What the task requires: Please reproduce exactly the lines that begin the listing below, up to and including the line where "if !before &&" occurs.
+++
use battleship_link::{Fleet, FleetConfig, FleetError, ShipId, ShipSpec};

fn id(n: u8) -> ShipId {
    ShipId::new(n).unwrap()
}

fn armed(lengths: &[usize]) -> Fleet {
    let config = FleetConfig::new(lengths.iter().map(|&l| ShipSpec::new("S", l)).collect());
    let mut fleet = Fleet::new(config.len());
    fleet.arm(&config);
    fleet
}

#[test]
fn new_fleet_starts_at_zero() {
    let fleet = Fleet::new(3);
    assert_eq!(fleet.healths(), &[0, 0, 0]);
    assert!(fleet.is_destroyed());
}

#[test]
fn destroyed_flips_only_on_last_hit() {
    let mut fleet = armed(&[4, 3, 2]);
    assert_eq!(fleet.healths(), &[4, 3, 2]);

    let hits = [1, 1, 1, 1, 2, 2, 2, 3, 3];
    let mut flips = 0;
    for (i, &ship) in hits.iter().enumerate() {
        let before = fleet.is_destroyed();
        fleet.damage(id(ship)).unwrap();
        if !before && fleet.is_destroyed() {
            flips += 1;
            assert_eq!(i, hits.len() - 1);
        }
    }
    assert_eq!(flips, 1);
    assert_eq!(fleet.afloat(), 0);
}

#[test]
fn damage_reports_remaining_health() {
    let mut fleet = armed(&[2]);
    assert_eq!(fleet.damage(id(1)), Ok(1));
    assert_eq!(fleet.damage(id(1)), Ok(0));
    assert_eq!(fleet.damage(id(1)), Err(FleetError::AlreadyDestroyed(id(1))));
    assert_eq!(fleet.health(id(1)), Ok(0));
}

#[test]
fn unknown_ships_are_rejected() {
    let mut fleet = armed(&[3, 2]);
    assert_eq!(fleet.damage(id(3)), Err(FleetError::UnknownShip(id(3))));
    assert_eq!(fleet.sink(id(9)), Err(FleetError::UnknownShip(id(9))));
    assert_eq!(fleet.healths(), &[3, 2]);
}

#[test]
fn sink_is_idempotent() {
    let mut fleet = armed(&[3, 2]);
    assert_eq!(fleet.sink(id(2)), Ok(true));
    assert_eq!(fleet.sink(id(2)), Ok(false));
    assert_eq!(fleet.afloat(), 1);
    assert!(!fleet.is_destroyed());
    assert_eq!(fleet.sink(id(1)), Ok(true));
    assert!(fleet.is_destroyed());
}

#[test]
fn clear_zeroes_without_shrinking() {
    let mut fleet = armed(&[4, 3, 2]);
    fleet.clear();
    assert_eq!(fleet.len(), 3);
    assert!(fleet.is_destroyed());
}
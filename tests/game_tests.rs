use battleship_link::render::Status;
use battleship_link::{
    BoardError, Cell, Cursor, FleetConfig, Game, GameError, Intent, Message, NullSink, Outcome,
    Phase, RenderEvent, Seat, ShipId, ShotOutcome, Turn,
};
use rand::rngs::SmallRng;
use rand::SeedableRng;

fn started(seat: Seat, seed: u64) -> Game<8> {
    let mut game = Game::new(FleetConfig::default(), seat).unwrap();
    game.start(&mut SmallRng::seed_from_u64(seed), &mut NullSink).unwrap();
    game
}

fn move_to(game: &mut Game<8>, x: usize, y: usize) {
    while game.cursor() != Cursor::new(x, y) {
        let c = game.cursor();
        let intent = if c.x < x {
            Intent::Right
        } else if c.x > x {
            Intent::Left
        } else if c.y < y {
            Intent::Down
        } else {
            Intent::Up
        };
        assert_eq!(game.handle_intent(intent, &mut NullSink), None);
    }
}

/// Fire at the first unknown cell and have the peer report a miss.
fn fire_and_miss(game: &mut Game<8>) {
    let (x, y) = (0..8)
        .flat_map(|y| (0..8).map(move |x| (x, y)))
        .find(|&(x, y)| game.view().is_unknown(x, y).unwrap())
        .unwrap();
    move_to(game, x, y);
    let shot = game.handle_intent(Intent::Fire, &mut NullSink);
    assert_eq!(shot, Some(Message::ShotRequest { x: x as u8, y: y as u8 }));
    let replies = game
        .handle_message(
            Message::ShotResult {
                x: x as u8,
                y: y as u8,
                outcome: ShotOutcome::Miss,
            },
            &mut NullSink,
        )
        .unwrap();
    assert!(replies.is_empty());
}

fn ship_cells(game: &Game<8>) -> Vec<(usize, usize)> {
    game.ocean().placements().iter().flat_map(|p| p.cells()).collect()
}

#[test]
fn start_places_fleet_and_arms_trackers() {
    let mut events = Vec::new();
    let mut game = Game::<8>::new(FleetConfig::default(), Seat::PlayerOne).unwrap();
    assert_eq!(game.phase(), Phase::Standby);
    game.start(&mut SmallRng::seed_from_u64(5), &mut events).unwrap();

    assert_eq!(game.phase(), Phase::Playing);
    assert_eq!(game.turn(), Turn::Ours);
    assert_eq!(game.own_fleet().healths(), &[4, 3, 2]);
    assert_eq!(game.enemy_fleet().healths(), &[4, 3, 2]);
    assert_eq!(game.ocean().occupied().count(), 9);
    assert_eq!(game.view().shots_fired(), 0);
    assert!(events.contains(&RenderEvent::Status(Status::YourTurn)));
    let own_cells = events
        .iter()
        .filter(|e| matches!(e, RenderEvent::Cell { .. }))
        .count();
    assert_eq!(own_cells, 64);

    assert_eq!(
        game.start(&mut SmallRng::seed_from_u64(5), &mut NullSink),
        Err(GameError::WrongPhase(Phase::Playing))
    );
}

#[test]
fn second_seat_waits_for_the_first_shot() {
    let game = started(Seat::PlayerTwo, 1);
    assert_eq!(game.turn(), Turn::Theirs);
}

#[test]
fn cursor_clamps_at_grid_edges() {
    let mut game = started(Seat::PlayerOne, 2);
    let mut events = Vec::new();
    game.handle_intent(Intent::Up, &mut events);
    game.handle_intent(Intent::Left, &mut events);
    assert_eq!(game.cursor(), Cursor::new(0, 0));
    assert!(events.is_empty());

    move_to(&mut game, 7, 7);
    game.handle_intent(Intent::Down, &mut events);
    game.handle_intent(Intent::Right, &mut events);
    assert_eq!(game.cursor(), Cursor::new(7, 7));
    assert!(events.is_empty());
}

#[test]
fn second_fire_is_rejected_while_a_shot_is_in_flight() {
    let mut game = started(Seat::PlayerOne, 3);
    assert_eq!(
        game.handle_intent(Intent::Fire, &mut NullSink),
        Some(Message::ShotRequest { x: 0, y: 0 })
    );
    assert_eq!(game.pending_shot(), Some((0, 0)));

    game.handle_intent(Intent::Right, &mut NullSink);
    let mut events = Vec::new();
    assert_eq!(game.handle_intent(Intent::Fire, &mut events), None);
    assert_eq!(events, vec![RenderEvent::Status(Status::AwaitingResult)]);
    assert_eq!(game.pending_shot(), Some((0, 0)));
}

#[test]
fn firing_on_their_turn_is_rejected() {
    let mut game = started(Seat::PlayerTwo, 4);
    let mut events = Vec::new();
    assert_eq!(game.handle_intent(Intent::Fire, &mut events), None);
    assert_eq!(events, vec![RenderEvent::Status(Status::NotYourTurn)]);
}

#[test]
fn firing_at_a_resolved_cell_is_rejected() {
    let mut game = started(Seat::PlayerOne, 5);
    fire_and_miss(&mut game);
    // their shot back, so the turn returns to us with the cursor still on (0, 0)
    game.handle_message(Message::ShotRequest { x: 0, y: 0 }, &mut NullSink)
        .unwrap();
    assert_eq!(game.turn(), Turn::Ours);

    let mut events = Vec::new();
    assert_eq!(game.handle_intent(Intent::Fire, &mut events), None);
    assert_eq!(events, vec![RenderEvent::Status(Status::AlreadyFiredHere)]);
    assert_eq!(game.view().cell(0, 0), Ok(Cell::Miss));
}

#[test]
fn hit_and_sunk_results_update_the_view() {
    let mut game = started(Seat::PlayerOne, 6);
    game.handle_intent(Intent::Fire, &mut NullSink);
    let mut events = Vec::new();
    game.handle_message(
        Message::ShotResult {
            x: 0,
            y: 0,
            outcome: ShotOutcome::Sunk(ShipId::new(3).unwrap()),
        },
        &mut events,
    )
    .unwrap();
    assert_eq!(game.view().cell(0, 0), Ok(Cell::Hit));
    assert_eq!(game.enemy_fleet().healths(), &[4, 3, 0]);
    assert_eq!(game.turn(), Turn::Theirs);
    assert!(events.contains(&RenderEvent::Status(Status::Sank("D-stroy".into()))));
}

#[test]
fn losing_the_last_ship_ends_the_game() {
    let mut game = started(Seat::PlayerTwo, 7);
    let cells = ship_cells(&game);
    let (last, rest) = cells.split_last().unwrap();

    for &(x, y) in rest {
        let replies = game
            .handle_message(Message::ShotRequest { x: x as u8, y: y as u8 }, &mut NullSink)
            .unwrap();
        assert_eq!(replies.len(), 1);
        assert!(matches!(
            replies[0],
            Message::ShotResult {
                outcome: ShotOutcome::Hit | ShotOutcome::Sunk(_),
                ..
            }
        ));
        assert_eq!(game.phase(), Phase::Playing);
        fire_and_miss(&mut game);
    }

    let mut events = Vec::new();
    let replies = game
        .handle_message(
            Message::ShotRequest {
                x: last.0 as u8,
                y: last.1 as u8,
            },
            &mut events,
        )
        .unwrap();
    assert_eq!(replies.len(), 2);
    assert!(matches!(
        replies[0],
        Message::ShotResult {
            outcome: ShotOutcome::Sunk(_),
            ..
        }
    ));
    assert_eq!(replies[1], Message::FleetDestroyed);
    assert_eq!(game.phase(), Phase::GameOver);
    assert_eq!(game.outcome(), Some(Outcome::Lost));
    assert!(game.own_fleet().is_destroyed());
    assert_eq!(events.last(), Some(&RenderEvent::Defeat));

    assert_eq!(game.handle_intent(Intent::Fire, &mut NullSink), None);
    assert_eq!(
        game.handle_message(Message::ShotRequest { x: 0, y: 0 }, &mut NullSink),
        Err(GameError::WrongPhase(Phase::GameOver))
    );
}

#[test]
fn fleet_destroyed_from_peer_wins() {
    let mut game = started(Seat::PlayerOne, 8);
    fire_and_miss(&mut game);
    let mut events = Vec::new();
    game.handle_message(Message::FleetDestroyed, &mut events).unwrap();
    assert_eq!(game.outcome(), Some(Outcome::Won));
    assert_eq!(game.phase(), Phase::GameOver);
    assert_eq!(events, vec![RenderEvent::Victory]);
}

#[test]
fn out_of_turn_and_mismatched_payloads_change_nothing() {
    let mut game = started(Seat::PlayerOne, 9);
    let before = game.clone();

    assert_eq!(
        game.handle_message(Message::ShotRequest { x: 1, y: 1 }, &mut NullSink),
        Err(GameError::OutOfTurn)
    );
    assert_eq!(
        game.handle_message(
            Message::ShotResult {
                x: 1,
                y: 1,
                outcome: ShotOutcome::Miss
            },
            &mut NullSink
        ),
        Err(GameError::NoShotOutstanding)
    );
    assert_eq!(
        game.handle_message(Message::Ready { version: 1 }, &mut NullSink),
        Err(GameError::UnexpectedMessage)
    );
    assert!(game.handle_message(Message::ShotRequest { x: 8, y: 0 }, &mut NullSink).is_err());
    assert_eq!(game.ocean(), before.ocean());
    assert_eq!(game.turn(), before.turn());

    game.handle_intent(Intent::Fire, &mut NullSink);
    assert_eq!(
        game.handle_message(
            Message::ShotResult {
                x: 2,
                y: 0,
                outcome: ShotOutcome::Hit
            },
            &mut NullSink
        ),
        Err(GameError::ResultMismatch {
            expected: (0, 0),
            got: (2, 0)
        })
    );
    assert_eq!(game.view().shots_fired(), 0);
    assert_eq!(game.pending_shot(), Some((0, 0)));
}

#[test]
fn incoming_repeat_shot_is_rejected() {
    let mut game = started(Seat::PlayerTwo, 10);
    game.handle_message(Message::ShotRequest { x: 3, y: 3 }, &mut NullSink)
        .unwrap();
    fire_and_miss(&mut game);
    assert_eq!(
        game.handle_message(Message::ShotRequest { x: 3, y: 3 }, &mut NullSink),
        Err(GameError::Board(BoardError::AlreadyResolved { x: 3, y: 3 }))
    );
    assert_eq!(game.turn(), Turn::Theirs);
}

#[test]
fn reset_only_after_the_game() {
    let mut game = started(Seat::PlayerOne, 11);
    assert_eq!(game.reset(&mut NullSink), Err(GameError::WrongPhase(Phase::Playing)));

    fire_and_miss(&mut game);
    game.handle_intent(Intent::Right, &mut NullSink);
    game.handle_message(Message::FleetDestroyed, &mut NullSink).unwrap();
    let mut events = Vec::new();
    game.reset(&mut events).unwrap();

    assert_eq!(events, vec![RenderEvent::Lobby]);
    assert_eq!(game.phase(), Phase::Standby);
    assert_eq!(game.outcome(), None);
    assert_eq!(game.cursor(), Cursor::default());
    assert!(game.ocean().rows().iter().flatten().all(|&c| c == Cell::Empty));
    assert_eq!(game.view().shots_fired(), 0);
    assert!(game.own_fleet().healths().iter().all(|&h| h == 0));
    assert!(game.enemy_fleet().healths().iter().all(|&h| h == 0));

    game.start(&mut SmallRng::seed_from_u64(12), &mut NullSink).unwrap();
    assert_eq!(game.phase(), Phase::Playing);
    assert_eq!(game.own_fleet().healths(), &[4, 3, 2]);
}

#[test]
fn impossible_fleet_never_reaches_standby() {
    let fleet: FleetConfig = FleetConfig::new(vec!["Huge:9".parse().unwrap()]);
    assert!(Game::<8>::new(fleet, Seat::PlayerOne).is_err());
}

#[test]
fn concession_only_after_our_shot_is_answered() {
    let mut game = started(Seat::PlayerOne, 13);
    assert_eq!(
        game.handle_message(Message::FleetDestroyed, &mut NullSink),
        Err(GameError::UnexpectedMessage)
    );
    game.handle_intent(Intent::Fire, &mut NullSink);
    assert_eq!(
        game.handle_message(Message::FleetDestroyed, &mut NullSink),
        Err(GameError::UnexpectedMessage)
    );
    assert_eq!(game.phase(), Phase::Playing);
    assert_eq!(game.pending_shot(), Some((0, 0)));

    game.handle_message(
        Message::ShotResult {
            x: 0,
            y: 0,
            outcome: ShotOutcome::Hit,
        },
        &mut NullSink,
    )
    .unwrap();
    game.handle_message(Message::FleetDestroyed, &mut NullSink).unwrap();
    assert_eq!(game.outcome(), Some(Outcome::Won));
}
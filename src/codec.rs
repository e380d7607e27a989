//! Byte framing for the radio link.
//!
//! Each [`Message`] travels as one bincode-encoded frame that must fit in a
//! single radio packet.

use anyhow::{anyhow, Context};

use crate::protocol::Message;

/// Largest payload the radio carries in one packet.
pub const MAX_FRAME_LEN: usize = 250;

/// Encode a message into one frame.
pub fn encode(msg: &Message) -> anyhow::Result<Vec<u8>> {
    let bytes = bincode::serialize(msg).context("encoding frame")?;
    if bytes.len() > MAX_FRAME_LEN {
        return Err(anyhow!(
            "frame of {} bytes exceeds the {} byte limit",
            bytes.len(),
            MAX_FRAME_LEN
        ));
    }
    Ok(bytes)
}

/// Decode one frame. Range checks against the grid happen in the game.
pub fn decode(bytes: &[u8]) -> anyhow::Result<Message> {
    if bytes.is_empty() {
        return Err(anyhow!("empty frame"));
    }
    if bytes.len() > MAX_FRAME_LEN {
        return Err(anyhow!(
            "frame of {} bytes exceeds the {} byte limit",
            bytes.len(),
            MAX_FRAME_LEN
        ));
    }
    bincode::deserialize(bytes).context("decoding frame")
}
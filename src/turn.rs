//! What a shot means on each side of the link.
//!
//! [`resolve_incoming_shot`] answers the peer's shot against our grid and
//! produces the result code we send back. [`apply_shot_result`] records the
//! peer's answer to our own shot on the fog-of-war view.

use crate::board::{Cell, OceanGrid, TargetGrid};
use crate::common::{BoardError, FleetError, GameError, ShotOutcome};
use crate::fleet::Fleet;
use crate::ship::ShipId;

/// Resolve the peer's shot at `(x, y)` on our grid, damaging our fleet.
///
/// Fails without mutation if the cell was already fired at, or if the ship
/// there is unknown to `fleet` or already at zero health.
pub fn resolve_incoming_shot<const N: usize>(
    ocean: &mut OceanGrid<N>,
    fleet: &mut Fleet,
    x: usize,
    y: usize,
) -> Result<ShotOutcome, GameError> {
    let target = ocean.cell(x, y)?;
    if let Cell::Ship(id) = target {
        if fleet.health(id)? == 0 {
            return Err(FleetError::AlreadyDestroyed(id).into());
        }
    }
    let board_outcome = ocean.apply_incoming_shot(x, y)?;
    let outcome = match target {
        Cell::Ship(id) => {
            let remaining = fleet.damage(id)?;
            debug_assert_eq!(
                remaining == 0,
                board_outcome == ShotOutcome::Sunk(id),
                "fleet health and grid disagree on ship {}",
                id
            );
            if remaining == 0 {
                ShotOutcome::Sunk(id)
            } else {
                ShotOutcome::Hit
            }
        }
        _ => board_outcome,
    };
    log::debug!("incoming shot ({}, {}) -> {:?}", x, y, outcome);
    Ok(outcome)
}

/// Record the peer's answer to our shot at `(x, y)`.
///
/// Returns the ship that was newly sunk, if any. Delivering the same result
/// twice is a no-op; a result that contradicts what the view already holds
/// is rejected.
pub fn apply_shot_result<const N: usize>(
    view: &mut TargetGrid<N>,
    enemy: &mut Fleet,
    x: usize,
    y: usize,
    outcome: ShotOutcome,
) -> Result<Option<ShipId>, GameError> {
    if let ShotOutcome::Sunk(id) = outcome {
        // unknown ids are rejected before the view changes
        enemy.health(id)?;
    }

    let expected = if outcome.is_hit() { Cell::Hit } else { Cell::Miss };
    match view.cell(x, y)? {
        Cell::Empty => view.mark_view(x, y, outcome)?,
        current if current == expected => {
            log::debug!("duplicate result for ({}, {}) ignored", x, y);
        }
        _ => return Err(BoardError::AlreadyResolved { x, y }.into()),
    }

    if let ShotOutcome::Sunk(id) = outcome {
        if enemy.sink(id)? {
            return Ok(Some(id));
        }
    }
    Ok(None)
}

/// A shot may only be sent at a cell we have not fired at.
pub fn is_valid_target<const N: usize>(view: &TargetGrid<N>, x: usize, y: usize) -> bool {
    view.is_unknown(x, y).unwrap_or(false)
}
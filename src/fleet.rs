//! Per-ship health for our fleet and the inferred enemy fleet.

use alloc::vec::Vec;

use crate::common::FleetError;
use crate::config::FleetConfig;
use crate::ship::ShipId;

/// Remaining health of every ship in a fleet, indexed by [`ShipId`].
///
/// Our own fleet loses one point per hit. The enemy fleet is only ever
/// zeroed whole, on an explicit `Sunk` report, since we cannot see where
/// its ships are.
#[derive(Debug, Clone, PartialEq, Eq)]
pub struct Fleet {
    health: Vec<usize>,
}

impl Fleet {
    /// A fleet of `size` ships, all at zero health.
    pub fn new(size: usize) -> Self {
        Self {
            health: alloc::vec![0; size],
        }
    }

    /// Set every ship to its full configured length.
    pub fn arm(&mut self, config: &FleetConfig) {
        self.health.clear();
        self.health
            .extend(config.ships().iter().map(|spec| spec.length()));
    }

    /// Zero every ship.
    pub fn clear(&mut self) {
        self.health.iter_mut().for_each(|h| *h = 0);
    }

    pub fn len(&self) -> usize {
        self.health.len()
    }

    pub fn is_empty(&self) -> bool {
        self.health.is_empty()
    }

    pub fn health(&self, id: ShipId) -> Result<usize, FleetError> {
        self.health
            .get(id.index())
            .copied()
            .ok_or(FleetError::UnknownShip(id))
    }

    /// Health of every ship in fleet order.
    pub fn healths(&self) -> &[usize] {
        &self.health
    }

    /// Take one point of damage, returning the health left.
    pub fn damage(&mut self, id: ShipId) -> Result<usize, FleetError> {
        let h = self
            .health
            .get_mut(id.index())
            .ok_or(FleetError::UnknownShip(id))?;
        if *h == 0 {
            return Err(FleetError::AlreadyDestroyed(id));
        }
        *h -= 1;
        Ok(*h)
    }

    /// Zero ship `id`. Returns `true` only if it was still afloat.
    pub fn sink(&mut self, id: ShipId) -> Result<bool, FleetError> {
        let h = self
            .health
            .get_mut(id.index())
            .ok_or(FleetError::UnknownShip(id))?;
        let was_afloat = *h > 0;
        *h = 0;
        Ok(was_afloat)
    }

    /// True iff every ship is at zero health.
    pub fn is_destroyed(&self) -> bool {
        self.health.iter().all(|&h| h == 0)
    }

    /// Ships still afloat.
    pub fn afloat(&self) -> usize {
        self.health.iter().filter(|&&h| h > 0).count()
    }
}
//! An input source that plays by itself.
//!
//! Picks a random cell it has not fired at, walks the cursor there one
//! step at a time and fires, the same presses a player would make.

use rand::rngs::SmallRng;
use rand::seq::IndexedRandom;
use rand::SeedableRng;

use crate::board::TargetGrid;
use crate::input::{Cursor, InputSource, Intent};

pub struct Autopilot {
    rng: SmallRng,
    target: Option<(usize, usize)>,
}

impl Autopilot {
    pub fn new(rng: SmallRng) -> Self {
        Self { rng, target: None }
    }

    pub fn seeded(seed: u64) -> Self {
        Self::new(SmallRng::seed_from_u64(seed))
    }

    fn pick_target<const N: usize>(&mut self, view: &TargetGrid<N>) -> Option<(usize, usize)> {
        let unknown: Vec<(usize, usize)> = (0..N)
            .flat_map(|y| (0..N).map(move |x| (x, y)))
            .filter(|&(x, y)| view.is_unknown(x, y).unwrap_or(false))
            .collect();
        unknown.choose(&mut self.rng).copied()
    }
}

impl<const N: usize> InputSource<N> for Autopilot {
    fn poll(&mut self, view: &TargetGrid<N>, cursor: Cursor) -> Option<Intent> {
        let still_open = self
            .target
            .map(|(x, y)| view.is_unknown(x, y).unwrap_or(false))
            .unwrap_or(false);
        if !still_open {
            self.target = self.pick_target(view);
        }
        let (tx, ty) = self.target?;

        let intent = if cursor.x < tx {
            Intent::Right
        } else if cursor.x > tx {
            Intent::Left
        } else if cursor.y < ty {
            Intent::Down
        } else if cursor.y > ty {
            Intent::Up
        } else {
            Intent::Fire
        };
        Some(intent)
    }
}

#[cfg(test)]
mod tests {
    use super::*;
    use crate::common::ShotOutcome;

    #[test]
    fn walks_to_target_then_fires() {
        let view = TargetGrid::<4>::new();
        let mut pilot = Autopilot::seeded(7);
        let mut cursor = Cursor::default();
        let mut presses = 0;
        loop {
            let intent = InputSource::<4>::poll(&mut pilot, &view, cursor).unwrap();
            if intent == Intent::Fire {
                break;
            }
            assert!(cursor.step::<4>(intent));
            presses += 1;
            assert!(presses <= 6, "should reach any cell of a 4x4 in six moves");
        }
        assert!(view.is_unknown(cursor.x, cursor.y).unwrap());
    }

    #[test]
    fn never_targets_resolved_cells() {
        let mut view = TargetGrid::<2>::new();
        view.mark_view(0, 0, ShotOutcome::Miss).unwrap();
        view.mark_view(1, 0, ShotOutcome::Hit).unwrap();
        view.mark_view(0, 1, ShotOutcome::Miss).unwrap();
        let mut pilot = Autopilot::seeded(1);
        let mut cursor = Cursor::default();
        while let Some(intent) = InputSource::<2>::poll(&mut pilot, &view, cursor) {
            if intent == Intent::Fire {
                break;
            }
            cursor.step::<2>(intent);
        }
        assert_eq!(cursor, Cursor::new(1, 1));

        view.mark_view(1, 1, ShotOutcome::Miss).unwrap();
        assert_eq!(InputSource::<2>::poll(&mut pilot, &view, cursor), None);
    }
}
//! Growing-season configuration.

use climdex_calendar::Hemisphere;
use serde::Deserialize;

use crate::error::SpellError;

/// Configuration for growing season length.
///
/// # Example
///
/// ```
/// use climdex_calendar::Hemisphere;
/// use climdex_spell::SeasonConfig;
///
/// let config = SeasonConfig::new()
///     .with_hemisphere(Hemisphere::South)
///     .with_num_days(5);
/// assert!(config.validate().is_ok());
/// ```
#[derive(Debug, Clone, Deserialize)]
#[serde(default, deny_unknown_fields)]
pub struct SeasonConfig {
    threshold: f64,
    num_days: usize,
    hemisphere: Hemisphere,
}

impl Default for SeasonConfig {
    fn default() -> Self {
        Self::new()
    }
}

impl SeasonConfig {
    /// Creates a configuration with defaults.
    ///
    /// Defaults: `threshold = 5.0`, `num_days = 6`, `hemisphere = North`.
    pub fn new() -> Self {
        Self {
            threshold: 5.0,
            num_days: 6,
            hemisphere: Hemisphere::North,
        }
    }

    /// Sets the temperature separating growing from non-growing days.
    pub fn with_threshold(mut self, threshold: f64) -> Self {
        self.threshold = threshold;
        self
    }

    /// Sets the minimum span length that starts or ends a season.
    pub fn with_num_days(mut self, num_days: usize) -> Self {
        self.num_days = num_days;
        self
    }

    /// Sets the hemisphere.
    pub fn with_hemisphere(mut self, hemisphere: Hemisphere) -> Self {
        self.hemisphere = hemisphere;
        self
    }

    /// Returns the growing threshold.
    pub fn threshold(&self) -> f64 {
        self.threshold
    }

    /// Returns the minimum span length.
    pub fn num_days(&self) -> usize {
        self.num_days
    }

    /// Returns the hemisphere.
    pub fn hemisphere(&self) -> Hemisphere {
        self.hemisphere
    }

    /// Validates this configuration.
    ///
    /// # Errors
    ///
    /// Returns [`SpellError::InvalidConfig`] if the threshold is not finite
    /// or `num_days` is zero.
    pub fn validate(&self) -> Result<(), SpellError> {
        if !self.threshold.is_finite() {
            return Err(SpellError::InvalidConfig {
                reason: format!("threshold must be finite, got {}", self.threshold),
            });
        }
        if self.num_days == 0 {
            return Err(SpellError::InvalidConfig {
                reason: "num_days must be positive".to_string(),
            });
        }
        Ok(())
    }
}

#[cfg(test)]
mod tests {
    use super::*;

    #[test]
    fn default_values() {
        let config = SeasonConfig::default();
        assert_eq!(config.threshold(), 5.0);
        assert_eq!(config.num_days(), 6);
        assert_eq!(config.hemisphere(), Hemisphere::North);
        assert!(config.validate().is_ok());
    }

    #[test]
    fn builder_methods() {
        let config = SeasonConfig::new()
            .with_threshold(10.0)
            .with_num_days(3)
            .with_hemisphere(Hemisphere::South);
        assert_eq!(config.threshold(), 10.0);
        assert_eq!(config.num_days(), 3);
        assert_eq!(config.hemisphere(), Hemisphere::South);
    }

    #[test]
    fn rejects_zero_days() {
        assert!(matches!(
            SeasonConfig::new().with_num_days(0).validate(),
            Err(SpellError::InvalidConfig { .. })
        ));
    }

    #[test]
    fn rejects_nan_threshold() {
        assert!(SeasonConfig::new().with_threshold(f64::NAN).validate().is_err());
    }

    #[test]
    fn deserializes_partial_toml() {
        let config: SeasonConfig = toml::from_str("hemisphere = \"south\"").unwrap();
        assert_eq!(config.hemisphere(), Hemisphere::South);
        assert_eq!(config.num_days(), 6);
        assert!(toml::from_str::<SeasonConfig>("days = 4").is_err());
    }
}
+++
Answer space:
use battleship_link::{Fleet, FleetConfig, FleetError, ShipId, ShipSpec};

fn id(n: u8) -> ShipId {
    ShipId::new(n).unwrap()
}

fn armed(lengths: &[usize]) -> Fleet {
    let config = FleetConfig::new(lengths.iter().map(|&l| ShipSpec::new("S", l)).collect());
    let mut fleet = Fleet::new(config.len());
    fleet.arm(&config);
    fleet
}

#[test]
fn new_fleet_starts_at_zero() {
    let fleet = Fleet::new(3);
    assert_eq!(fleet.healths(), &[0, 0, 0]);
    assert!(fleet.is_destroyed());
}

#[test]
fn destroyed_flips_only_on_last_hit() {
    let mut fleet = armed(&[4, 3, 2]);
    assert_eq!(fleet.healths(), &[4, 3, 2]);

    let hits = [1, 1, 1, 1, 2, 2, 2, 3, 3];
    let mut flips = 0;
    for (i, &ship) in hits.iter().enumerate() {
        let before = fleet.is_destroyed();
        fleet.damage(id(ship)).unwrap();
        if !before && fleet.is_destroyed() {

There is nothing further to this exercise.